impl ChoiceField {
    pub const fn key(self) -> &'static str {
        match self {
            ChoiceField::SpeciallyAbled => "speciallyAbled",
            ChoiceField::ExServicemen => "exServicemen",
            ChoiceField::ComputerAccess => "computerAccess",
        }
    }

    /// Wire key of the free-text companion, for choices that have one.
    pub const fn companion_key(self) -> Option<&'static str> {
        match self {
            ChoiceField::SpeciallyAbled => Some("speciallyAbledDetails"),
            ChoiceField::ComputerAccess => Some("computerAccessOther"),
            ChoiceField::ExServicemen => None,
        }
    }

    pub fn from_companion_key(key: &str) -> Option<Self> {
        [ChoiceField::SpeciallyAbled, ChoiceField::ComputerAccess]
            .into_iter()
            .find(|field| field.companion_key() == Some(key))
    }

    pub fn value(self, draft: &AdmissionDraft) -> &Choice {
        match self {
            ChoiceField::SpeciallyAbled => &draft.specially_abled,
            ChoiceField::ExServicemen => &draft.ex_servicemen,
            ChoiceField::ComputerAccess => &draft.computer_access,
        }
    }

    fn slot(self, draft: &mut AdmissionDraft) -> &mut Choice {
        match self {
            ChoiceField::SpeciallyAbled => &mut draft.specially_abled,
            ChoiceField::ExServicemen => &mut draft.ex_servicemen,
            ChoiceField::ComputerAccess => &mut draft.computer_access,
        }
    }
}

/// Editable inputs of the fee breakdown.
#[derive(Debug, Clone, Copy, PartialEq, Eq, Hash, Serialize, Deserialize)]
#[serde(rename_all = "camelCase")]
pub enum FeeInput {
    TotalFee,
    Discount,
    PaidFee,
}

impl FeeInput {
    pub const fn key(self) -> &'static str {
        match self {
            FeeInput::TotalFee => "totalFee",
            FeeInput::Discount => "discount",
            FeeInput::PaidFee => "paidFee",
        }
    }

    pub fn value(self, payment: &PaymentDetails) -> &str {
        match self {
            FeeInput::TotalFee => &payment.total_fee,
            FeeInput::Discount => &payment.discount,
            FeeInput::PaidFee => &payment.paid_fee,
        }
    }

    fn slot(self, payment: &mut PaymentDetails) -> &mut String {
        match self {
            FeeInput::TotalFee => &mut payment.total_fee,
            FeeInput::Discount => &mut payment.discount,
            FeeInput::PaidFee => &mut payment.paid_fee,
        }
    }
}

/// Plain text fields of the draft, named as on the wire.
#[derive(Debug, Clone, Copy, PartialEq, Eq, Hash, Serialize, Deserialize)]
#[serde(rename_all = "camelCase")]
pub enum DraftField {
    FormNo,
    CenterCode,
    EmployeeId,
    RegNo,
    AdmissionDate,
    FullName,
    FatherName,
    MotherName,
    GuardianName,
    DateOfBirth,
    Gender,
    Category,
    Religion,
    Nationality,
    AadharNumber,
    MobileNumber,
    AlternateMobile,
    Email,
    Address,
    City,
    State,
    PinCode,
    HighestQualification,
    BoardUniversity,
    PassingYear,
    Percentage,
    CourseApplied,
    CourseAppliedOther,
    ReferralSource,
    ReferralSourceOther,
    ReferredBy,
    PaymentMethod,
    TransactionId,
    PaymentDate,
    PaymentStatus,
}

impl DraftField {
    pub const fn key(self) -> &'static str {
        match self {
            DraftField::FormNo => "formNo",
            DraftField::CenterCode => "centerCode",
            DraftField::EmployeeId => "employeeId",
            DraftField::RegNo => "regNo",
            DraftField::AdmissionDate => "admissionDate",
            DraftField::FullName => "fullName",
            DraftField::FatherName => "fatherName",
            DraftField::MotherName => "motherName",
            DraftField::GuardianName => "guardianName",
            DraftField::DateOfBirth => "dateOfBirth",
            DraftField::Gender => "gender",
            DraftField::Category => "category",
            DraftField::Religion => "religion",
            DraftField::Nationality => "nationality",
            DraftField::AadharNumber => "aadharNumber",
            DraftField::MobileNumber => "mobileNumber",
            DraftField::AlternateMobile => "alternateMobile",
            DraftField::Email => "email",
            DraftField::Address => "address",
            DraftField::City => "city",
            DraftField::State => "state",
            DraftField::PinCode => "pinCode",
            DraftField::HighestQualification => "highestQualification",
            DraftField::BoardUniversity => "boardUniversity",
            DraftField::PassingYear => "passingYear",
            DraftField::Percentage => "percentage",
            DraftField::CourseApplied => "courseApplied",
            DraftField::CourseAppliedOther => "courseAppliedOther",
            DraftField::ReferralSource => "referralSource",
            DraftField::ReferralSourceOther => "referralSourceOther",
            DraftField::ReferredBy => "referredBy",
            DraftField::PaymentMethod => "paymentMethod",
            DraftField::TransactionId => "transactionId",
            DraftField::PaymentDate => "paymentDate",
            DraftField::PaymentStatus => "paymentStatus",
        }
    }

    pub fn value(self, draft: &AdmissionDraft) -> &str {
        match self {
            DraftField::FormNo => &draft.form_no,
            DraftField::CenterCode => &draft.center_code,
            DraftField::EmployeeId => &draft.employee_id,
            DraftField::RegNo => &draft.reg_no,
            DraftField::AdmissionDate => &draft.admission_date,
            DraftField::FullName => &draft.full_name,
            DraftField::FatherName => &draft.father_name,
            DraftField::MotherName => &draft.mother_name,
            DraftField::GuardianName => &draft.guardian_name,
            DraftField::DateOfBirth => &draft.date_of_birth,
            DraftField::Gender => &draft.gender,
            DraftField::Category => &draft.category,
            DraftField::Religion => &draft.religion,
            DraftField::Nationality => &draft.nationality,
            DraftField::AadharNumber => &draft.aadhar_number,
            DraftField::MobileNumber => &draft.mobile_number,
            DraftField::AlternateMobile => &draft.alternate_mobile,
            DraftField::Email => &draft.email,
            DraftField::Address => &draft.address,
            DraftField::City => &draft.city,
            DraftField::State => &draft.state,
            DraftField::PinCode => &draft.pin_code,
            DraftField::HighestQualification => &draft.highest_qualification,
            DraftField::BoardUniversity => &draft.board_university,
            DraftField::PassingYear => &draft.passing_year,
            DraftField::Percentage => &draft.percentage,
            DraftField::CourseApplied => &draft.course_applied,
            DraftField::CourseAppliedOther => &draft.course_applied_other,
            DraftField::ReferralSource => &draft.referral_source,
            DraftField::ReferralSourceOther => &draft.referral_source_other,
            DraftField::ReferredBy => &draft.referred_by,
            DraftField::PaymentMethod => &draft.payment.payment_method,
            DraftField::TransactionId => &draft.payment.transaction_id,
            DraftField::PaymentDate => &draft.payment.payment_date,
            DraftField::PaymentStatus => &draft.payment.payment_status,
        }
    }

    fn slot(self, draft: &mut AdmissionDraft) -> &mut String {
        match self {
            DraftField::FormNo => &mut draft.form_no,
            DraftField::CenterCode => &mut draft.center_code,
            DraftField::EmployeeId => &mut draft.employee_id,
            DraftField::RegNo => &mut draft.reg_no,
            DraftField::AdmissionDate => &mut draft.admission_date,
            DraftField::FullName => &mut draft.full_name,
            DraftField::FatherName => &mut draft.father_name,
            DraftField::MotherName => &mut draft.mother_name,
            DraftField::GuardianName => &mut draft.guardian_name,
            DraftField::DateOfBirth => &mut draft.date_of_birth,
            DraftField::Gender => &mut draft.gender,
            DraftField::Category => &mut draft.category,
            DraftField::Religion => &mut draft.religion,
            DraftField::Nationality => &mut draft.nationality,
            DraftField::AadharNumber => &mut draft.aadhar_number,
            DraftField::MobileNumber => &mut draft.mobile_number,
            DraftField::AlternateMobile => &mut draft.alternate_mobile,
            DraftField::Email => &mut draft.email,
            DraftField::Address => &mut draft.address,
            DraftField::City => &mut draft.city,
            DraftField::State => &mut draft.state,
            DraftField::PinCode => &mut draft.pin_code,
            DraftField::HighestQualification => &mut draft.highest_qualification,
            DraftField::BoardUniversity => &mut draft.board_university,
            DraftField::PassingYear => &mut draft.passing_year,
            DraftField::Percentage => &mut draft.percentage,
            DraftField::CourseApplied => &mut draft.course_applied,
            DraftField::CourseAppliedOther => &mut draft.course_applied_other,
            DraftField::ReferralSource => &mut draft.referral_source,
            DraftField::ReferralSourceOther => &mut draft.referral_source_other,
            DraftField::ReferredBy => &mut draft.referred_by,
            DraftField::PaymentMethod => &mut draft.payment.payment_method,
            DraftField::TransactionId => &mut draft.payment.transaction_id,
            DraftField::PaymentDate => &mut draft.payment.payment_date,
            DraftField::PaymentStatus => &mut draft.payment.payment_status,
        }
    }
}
:::
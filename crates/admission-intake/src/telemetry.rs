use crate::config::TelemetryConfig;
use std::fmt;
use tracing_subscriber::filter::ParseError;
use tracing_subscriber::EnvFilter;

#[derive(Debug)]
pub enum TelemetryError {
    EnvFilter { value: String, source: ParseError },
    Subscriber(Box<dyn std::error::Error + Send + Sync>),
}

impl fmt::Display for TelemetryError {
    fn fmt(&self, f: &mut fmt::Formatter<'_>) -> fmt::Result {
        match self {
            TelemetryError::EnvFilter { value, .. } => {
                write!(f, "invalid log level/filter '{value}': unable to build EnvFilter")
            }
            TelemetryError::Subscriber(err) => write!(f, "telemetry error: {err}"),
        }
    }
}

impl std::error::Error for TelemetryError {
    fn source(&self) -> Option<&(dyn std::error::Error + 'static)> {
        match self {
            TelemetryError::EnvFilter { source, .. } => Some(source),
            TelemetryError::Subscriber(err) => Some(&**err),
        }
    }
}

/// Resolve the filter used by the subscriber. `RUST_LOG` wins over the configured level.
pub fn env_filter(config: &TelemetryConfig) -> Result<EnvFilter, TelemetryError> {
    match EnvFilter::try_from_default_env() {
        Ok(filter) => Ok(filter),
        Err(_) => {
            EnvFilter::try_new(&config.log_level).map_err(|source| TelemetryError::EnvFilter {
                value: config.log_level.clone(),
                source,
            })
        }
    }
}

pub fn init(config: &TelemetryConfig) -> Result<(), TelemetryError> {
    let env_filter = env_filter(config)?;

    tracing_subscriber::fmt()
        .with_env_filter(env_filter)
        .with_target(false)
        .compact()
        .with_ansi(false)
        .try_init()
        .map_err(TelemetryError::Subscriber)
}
:::
Can you repeat, word for word, every line above from the one containing "DraftField::Percentage => &mut" down to the one containing "DraftField::ReferralSource => &mut", including both?

            DraftField::Percentage => &mut draft.percentage,
            DraftField::CourseApplied => &mut draft.course_applied,
            DraftField::CourseAppliedOther => &mut draft.course_applied_other,
            DraftField::ReferralSource => &mut draft.referral_source,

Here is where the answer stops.